María Faciolince is a researcher and photographer with far-reaching roots. A blood daughter of Colombia, she was born in Curaçao, grew up in Uruguay and The Netherlands, and has lived in the UK and Honduras since then. Currently she is based in Barcelona & London.
Maria has an M.A. in Psychology and Social Anthropology from the University of St Andrews, and recently completed an MSc in Anthropology and Development from the London School of Economics and Political Science (LSE).

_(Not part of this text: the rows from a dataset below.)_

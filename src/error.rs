//! Adapter-level error types shared across options, descriptors, and the user-info flow.

// self
use crate::_prelude::*;

/// Adapter-wide result type alias returning [`Error`] by default.
pub type Result<T, E = Error> = std::result::Result<T, E>;

type BoxError = Box<dyn std::error::Error + Send + Sync>;

/// Canonical adapter error exposed by public APIs.
#[derive(Debug, ThisError)]
pub enum Error {
	/// Local configuration problem.
	#[error(transparent)]
	Config(#[from] ConfigError),
	/// The token context cannot authenticate the user-info request.
	#[error(transparent)]
	Authentication(#[from] AuthenticationError),
	/// AuthSCH answered, but not with a usable profile.
	#[error(transparent)]
	Upstream(#[from] UpstreamError),
	/// Transport failure (DNS, TCP, TLS).
	#[error(transparent)]
	Transport(#[from] TransportError),
}

/// Configuration and validation failures raised by the adapter.
#[derive(Debug, ThisError)]
pub enum ConfigError {
	/// HTTP client could not be constructed.
	#[error("HTTP client could not be constructed.")]
	HttpClientBuild {
		/// Underlying transport builder failure.
		#[source]
		source: BoxError,
	},
	/// HTTP request construction failed.
	#[error(transparent)]
	HttpRequest(#[from] oauth2::http::Error),
	/// Provider descriptor contains an invalid URL.
	#[error("Descriptor contains an invalid URL.")]
	InvalidDescriptor {
		/// Underlying parsing failure.
		#[source]
		source: url::ParseError,
	},
	/// Provider descriptor failed validation.
	#[error(transparent)]
	Descriptor(#[from] crate::provider::ProviderDescriptorError),
	/// Provider identifier failed validation.
	#[error(transparent)]
	Identifier(#[from] crate::auth::IdentifierError),
	/// Requested scope string cannot be used.
	#[error("Requested scope is invalid.")]
	InvalidScope(#[from] crate::auth::ScopeValidationError),

	/// Options did not include a client identifier.
	#[error("Client identifier is missing.")]
	MissingClientId,
	/// Options did not include a client secret.
	#[error("Client secret is missing.")]
	MissingClientSecret,
}
impl ConfigError {
	/// Wraps a transport's builder failure inside [`ConfigError`].
	pub fn http_client_build(src: impl 'static + Send + Sync + std::error::Error) -> Self {
		Self::HttpClientBuild { source: Box::new(src) }
	}
}
#[cfg(feature = "reqwest")]
impl From<ReqwestError> for ConfigError {
	fn from(e: ReqwestError) -> Self {
		Self::http_client_build(e)
	}
}

/// Credential problems detected before contacting AuthSCH.
#[derive(Debug, ThisError)]
pub enum AuthenticationError {
	/// The token context carries no access token.
	#[error("No access token found.")]
	MissingAccessToken,
}

/// Failures reported by (or read from) the user-info endpoint.
#[derive(Debug, ThisError)]
pub enum UpstreamError {
	/// User-info endpoint returned a non-success status.
	#[error("Failed to fetch user information: {status} {status_text} - {body}")]
	Status {
		/// HTTP status code.
		status: u16,
		/// Canonical reason phrase for the status, empty when unknown.
		status_text: String,
		/// Preview of the response body.
		body: String,
	},
	/// User-info endpoint responded with a body that is not a readable profile.
	#[error("User-info endpoint returned a malformed profile.")]
	MalformedProfile {
		/// Structured parsing failure, including the JSON path.
		#[source]
		source: serde_path_to_error::Error<serde_json::Error>,
		/// HTTP status code of the response.
		status: u16,
	},
}
impl UpstreamError {
	const BODY_PREVIEW_LIMIT: usize = 256;

	/// Builds a [`UpstreamError::Status`] value, truncating the body preview.
	pub fn status(status: u16, status_text: impl Into<String>, body: impl Into<String>) -> Self {
		Self::Status { status, status_text: status_text.into(), body: truncate_preview(body.into()) }
	}

	/// HTTP status code associated with the failure.
	pub fn http_status(&self) -> u16 {
		match self {
			Self::Status { status, .. } | Self::MalformedProfile { status, .. } => *status,
		}
	}
}

/// Transport-level failures (network, IO).
#[derive(Debug, ThisError)]
pub enum TransportError {
	/// Underlying HTTP client reported a network failure.
	#[error("Network error occurred while calling the user-info endpoint.")]
	Network {
		/// Transport-specific network error.
		#[source]
		source: BoxError,
	},
	/// Underlying IO failure surfaced during transport.
	#[error("I/O error occurred while calling the user-info endpoint.")]
	Io(#[from] std::io::Error),
	/// HTTP client failed without a typed cause.
	#[error("HTTP client error occurred while calling the user-info endpoint: {message}.")]
	Other {
		/// Transport-supplied description.
		message: String,
	},
}
impl TransportError {
	/// Wraps a transport-specific network error.
	pub fn network(src: impl 'static + Send + Sync + std::error::Error) -> Self {
		Self::Network { source: Box::new(src) }
	}
}
#[cfg(feature = "reqwest")]
impl From<ReqwestError> for TransportError {
	fn from(e: ReqwestError) -> Self {
		Self::network(e)
	}
}

fn truncate_preview(body: String) -> String {
	if body.chars().count() <= UpstreamError::BODY_PREVIEW_LIMIT {
		return body;
	}

	let mut buf = String::new();

	for (idx, ch) in body.chars().enumerate() {
		if idx >= UpstreamError::BODY_PREVIEW_LIMIT {
			buf.push('…');

			break;
		}
		buf.push(ch);
	}

	buf
}

#[cfg(test)]
mod tests {
	// self
	use super::*;

	#[test]
	fn status_error_renders_diagnostics() {
		let err = UpstreamError::status(401, "Unauthorized", "{\"error\":\"invalid_token\"}");

		assert_eq!(
			err.to_string(),
			"Failed to fetch user information: 401 Unauthorized - {\"error\":\"invalid_token\"}"
		);
		assert_eq!(err.http_status(), 401);
	}

	#[test]
	fn status_error_truncates_long_bodies() {
		let err = UpstreamError::status(500, "Internal Server Error", "x".repeat(1_000));
		let UpstreamError::Status { body, .. } = err else {
			panic!("Status constructor should produce the Status variant.");
		};

		assert_eq!(body.chars().count(), UpstreamError::BODY_PREVIEW_LIMIT + 1);
		assert!(body.ends_with('…'));
	}

	#[test]
	fn missing_access_token_message_is_stable() {
		let err = Error::from(AuthenticationError::MissingAccessToken);

		assert_eq!(err.to_string(), "No access token found.");
	}
}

Previously, she has worked as a photo editor for an independent newspaper and magazine in Scotland, has taken photographs for various organisations (UNICEF, Stratus Prep, Royal Anthropological Institute, Progressio, Heart for Art Institute, War on Want), has had her work published in a range of publications (Agência Plano, The Ecologist, ConSentido, UP, The Saint newspaper, St.Art, Stereoscope) and has exhibited her work in Amsterdam and London.

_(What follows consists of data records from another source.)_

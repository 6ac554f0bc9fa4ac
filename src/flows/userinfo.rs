//! User-info retrieval and profile normalization.
//!
//! [`AuthSch::fetch_user_info`] issues one `GET` to the user-info endpoint with the access
//! token in the `access_token` query parameter. Failures are logged and then returned
//! unchanged; nothing is retried.

// crates.io
use oauth2::AsyncHttpClient;
// self
use crate::{
	_prelude::*,
	auth::{Secret, TokenContext},
	error::{AuthenticationError, ConfigError, UpstreamError},
	flows::AuthSch,
	http::{self, UserInfoHttpClient},
	oauth::TransportErrorMapper,
	obs::{self, FlowKind, FlowOutcome, FlowSpan},
	profile::{AuthSchProfile, NormalizedUser, UserInfo},
	provider::ProfileMapper,
};

const ACCESS_TOKEN_PARAM: &str = "access_token";

impl<C, M> AuthSch<C, M>
where
	C: ?Sized + UserInfoHttpClient,
	M: ?Sized + TransportErrorMapper<C::TransportError>,
{
	/// Fetches the AuthSCH profile for the access token in `ctx`.
	///
	/// Fails with [`AuthenticationError::MissingAccessToken`] before any request is made when
	/// the context has no (or an empty) access token.
	pub async fn fetch_user_info(&self, ctx: &TokenContext) -> Result<AuthSchProfile> {
		const KIND: FlowKind = FlowKind::UserInfo;

		let span = FlowSpan::new(KIND, "fetch_user_info");

		obs::record_flow_outcome(KIND, FlowOutcome::Attempt);

		let result = span.instrument(self.request_profile(ctx)).await;

		match &result {
			Ok(_) => obs::record_flow_outcome(KIND, FlowOutcome::Success),
			Err(err) => {
				obs::log_flow_failure(KIND, err);
				obs::record_flow_outcome(KIND, FlowOutcome::Failure);
			},
		}

		result
	}

	/// Maps `profile` through the configured [`ProfileMapper`].
	pub fn normalize(&self, profile: &AuthSchProfile) -> NormalizedUser {
		self.profile_mapper.normalize(profile)
	}

	/// Fetches the profile and normalizes it.
	pub async fn user_info(&self, ctx: &TokenContext) -> Result<UserInfo> {
		let profile = self.fetch_user_info(ctx).await?;

		Ok(UserInfo { user: self.normalize(&profile), profile })
	}

	async fn request_profile(&self, ctx: &TokenContext) -> Result<AuthSchProfile> {
		let token = ctx.bearer().ok_or(AuthenticationError::MissingAccessToken)?;
		let url = userinfo_url(&self.descriptor.endpoints.userinfo, token);
		let request = http::get_json(&url).map_err(ConfigError::from)?;
		let handle = self.http_client.handle();
		let response = handle
			.call(request)
			.await
			.map_err(|err| self.transport_mapper.map_transport_error(err))?;
		let status = response.status();

		if !status.is_success() {
			return Err(UpstreamError::status(
				status.as_u16(),
				status.canonical_reason().unwrap_or_default(),
				String::from_utf8_lossy(response.body()),
			)
			.into());
		}

		AuthSchProfile::from_slice(response.body()).map_err(|source| {
			UpstreamError::MalformedProfile { source, status: status.as_u16() }.into()
		})
	}
}

/// User-info endpoint with `access_token` set to `token`, replacing any existing value.
pub fn userinfo_url(endpoint: &Url, token: &Secret) -> Url {
	let mut url = endpoint.clone();
	let retained: Vec<(String, String)> = endpoint
		.query_pairs()
		.into_owned()
		.filter(|(key, _)| key != ACCESS_TOKEN_PARAM)
		.collect();

	url.set_query(None);

	{
		let mut pairs = url.query_pairs_mut();

		pairs.extend_pairs(retained);
		pairs.append_pair(ACCESS_TOKEN_PARAM, token.expose());
	}

	url
}

#[cfg(test)]
mod tests {
	// self
	use super::*;

	#[test]
	fn userinfo_url_sets_access_token() {
		let endpoint = Url::parse("https://auth.sch.bme.hu/api/profile")
			.expect("User-info endpoint fixture should parse.");
		let url = userinfo_url(&endpoint, &Secret::new("T"));

		assert_eq!(url.as_str(), "https://auth.sch.bme.hu/api/profile?access_token=T");
	}

	#[test]
	fn userinfo_url_replaces_existing_token_and_keeps_other_params() {
		let endpoint = Url::parse("https://auth.sch.bme.hu/api/profile?lang=hu&access_token=old")
			.expect("User-info endpoint fixture should parse.");
		let url = userinfo_url(&endpoint, &Secret::new("a b&c"));
		let pairs: Vec<(String, String)> = url.query_pairs().into_owned().collect();

		assert_eq!(
			pairs,
			vec![("lang".into(), "hu".into()), ("access_token".into(), "a b&c".into())]
		);
	}
}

The images we see define the world we imagine. The pictures that inundate our daily lives are loud and tragic: storytellers look out for machine-guns and spectacle; representations turn into marketing. These mislead our gaze from the intimate everyday lives that truly define humanity. As an anthropologist by training, Maria approaches photography with an ethnographic gaze. Her view focuses on ‘being’ in the world: people’s relations with the self, with each other, and with an environment that is vibrant and alive.
To her, photography is a bridge to sidestep the dangers of academic and professional detachment from the human story. Her experiences as an NGO worker with indigenous women and as an academic researcher on Latin America's marginalized voices have made her deeply sensitive to the weight of images and the responsibilities of representation. In seeing photo-taking as an encounter, Maria hopes to displace stereotypes with sensitivity. Her biggest passion is to bring more beauty and dignity to those she works with and portrays.